Hutch listened numbly, almost unable to process what was being said. "Thanks, Captain. If you learn anything else, get back to me." He stared at the telephone for a moment before returning it to the phone cradle, incredulous.

"What'd Dobey say?" Starsky asked, digging into the lumpy eggs he'd brought down from the second floor hospital cafeteria.

"Most definitely arson," Hutch muttered, staring at the wide bandage on Starsky's left arm. Starsky had eight stitches there and dozens of little cuts in his feet, all because he'd pulled Hutch out of a burning house. Which didn't even begin to factor in doing rescue breathing with heavy-duty smoke inhalation.

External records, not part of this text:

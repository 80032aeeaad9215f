use std::time::Duration;

use anyhow::Result;
use ratatui::prelude::Rect;
use strum::IntoEnumIterator;
use tokio::sync::mpsc;
use tui_textarea::Input;
use tui_textarea::Key;
use tui_textarea::TextArea;

use super::Animator;
use super::BootSequence;
use super::CommandLine;
use super::ContactForm;
use super::ContactFormProps;
use super::EasterEgg;
use super::FormField;
use super::PanelController;
use super::Scheduler;
use crate::domain::models::content;
use crate::domain::models::Action;
use crate::domain::models::Command;
use crate::domain::models::Event;
use crate::domain::models::PanelId;
use crate::domain::models::Step;

#[cfg(test)]
#[path = "app_state_test.rs"]
mod tests;

pub struct AppStateProps {
    pub recipient_name: String,
    pub fallback_email: String,
    pub skip_boot: bool,
}

/// Clickable regions recorded by the renderer on every frame.
#[derive(Debug, Clone, Copy, PartialEq, Eq)]
pub enum Hitbox {
    Card(PanelId),
    Close,
    EggTrigger,
    Field(FormField),
}

pub struct AppState<'a> {
    pub animator: Animator,
    pub boot: Option<BootSequence>,
    pub command_input: TextArea<'a>,
    pub command_line: CommandLine,
    pub contact_form: ContactForm<'a>,
    pub easter_egg: EasterEgg,
    pub hitboxes: Vec<(Rect, Hitbox)>,
    pub panels: PanelController,
    pub scheduler: Scheduler,
    pub selected_card: usize,
}

pub fn timestamp() -> String {
    chrono::Local::now().format("%Y-%m-%d %H:%M:%S").to_string()
}

impl<'a> AppState<'a> {
    pub fn new(props: AppStateProps) -> AppState<'a> {
        let mut app_state = AppState {
            animator: Animator::default(),
            boot: Some(BootSequence::default()),
            command_input: TextArea::default(),
            command_line: CommandLine::default(),
            contact_form: ContactForm::new(ContactFormProps {
                recipient_name: props.recipient_name,
                fallback_email: props.fallback_email,
            }),
            easter_egg: EasterEgg::default(),
            hitboxes: vec![],
            panels: PanelController::default(),
            scheduler: Scheduler::default(),
            selected_card: 0,
        };

        if props.skip_boot {
            app_state.skip_boot();
        } else if let Some(boot) = &app_state.boot {
            boot.start(&mut app_state.scheduler);
        }

        app_state
    }

    pub fn is_booting(&self) -> bool {
        self.boot.is_some()
    }

    pub fn skip_boot(&mut self) {
        if self.boot.take().is_some() {
            tracing::debug!("boot sequence skipped");
        }
        self.panels.close_all();
    }

    /// Moves virtual time forward, running every step that falls due,
    /// including ones scheduled by earlier steps in the same window.
    pub fn advance(&mut self, elapsed: Duration) {
        let until = self.scheduler.now() + elapsed;
        while let Some(step) = self.scheduler.pop_due(until) {
            self.run_step(step);
        }
        self.scheduler.settle(until);
    }

    /// Catches virtual time up to the moment `event` arrived, then applies
    /// it. Returns `false` when the event asks the loop to stop.
    pub fn handle_event(
        &mut self,
        event: Event,
        elapsed: Duration,
        tx: &mpsc::UnboundedSender<Action>,
    ) -> Result<bool> {
        self.advance(elapsed);

        match event {
            Event::ContactDelivered => self.handle_contact_delivered(),
            Event::ContactFailed(err) => self.handle_contact_failed(&err),
            Event::KeyboardCharInput(input) => self.handle_input(input, tx)?,
            Event::KeyboardCTRLC => return Ok(false),
            Event::KeyboardEnter => self.handle_enter(tx)?,
            Event::KeyboardEsc => self.handle_esc(),
            Event::KeyboardTab => self.handle_tab(true),
            Event::KeyboardBackTab => self.handle_tab(false),
            Event::KeyboardPaste(text) => self.handle_paste(&text),
            Event::MouseClick(column, row) => self.handle_click(column, row, tx)?,
            Event::UIResize(width, height) => {
                tracing::debug!(width = width, height = height, "terminal resized");
            }
            Event::UITick => {}
        }

        Ok(true)
    }

    fn run_step(&mut self, step: Step) {
        match step {
            Step::BootLine => {
                if let Some(boot) = self.boot.as_mut() {
                    boot.advance(&mut self.scheduler);
                }
            }
            Step::BootFade => {
                if let Some(boot) = self.boot.as_mut() {
                    boot.fade(&mut self.scheduler);
                }
            }
            Step::BootComplete => {
                if self.boot.take().is_some() {
                    tracing::info!("boot sequence complete");
                    self.panels.close_all();
                }
            }
            Step::Reveal {
                panel,
                index,
                generation,
            } => self.animator.show(panel, index, generation),
            Step::GlitchEnd { panel, generation } => self.animator.end_glitch(panel, generation),
            Step::EasterEggExpire { generation } => self.easter_egg.expire(generation),
            Step::SubmitIdle => self.contact_form.set_idle(),
            Step::ResponseClear { generation } => self.contact_form.clear_response(generation),
        }
    }

    pub fn open_panel(&mut self, panel: PanelId) {
        self.panels.open(panel);
        self.animator.glitch(&mut self.scheduler, panel);
        if panel.has_reveal() {
            self.animator
                .reveal(&mut self.scheduler, panel, content::reveal_len(panel));
        }
    }

    pub fn close_panels(&mut self) {
        self.panels.close_all();
    }

    pub fn run_command(&mut self, raw: &str) {
        match self.command_line.submit(raw) {
            Some(Command::Open(panel)) => self.open_panel(panel),
            Some(Command::Close) => self.close_panels(),
            _ => {}
        }
    }

    pub fn command_text(&self) -> String {
        self.command_input.lines().join("")
    }

    fn take_command(&mut self) -> String {
        let text = self.command_text();
        self.command_input = TextArea::default();
        text
    }

    pub fn selected_panel(&self) -> PanelId {
        PanelId::iter()
            .nth(self.selected_card)
            .unwrap_or(PanelId::About)
    }

    fn move_selection(&mut self, forward: bool) {
        let len = PanelId::iter().count();
        self.selected_card = if forward {
            (self.selected_card + 1) % len
        } else {
            (self.selected_card + len - 1) % len
        };
    }

    pub fn click_egg(&mut self) {
        self.easter_egg.click(&mut self.scheduler);
    }

    pub fn submit_contact(&mut self, tx: &mpsc::UnboundedSender<Action>) -> Result<()> {
        if let Some(params) = self.contact_form.submit(&timestamp()) {
            tx.send(Action::SendContact(params))?;
        }

        Ok(())
    }

    pub fn handle_contact_delivered(&mut self) {
        self.contact_form.delivered(&mut self.scheduler);
    }

    pub fn handle_contact_failed(&mut self, err: &str) {
        self.contact_form.failed(err);
    }

    fn contact_focused(&self) -> bool {
        self.panels.is_active(PanelId::Contact)
    }

    pub fn handle_enter(&mut self, tx: &mpsc::UnboundedSender<Action>) -> Result<()> {
        if self.is_booting() {
            self.skip_boot();
            return Ok(());
        }

        if self.contact_focused() {
            if let Some(params) = self.contact_form.enter(&timestamp()) {
                tx.send(Action::SendContact(params))?;
            }
            return Ok(());
        }

        let raw = self.take_command();
        if !raw.trim().is_empty() {
            self.run_command(&raw);
            return Ok(());
        }

        match self.panels.active() {
            None => self.open_panel(self.selected_panel()),
            Some(PanelId::FunZone) => self.click_egg(),
            Some(_) => {}
        }

        Ok(())
    }

    pub fn handle_input(&mut self, input: Input, tx: &mpsc::UnboundedSender<Action>) -> Result<()> {
        if self.is_booting() {
            self.skip_boot();
            return Ok(());
        }

        if self.contact_focused() {
            if let Input {
                key: Key::Char('s'),
                ctrl: true,
                ..
            } = input
            {
                return self.submit_contact(tx);
            }

            self.contact_form.input(input);
            return Ok(());
        }

        if self.panels.is_dashboard() {
            match input.key {
                Key::Left | Key::Up => {
                    self.move_selection(false);
                    return Ok(());
                }
                Key::Right | Key::Down => {
                    self.move_selection(true);
                    return Ok(());
                }
                _ => {}
            }
        }

        self.command_input.input(input);

        Ok(())
    }

    pub fn handle_paste(&mut self, text: &str) {
        if self.is_booting() {
            return;
        }

        if self.contact_focused() {
            self.contact_form.paste(text);
        } else {
            self.command_input.insert_str(text.replace(['\n', '\r'], " "));
        }
    }

    pub fn handle_tab(&mut self, forward: bool) {
        if self.contact_focused() {
            if forward {
                self.contact_form.focus_next();
            } else {
                self.contact_form.focus_prev();
            }
        } else if self.panels.is_dashboard() {
            self.move_selection(forward);
        }
    }

    pub fn handle_esc(&mut self) {
        if self.is_booting() {
            self.skip_boot();
            return;
        }

        self.close_panels();
    }

    pub fn handle_click(
        &mut self,
        column: u16,
        row: u16,
        tx: &mpsc::UnboundedSender<Action>,
    ) -> Result<()> {
        if self.is_booting() {
            self.skip_boot();
            return Ok(());
        }

        let hit = self
            .hitboxes
            .iter()
            .rev()
            .find(|(rect, _)| {
                column >= rect.x
                    && column < rect.x + rect.width
                    && row >= rect.y
                    && row < rect.y + rect.height
            })
            .map(|(_, hitbox)| *hitbox);

        match hit {
            Some(Hitbox::Card(panel)) => self.open_panel(panel),
            Some(Hitbox::Close) => self.close_panels(),
            Some(Hitbox::EggTrigger) => self.click_egg(),
            Some(Hitbox::Field(FormField::Submit)) => {
                self.contact_form.focus = FormField::Submit;
                self.submit_contact(tx)?;
            }
            Some(Hitbox::Field(field)) => self.contact_form.focus = field,
            None => {}
        }

        Ok(())
    }
}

It was all a lot to take in, especially since Hutch didn't remember much. He'd sat in the ambulance, watching the firemen hose down his cottage, completely disoriented, and then vomited all over the unfortunate paramedic. Apparently, the nausea and minor memory loss was the result of a concussion. Although his memory of the night was hazy, the clearest recollection was of Starsky joining him in the ambulance and pushing the oxygen mask up over his nose and mouth.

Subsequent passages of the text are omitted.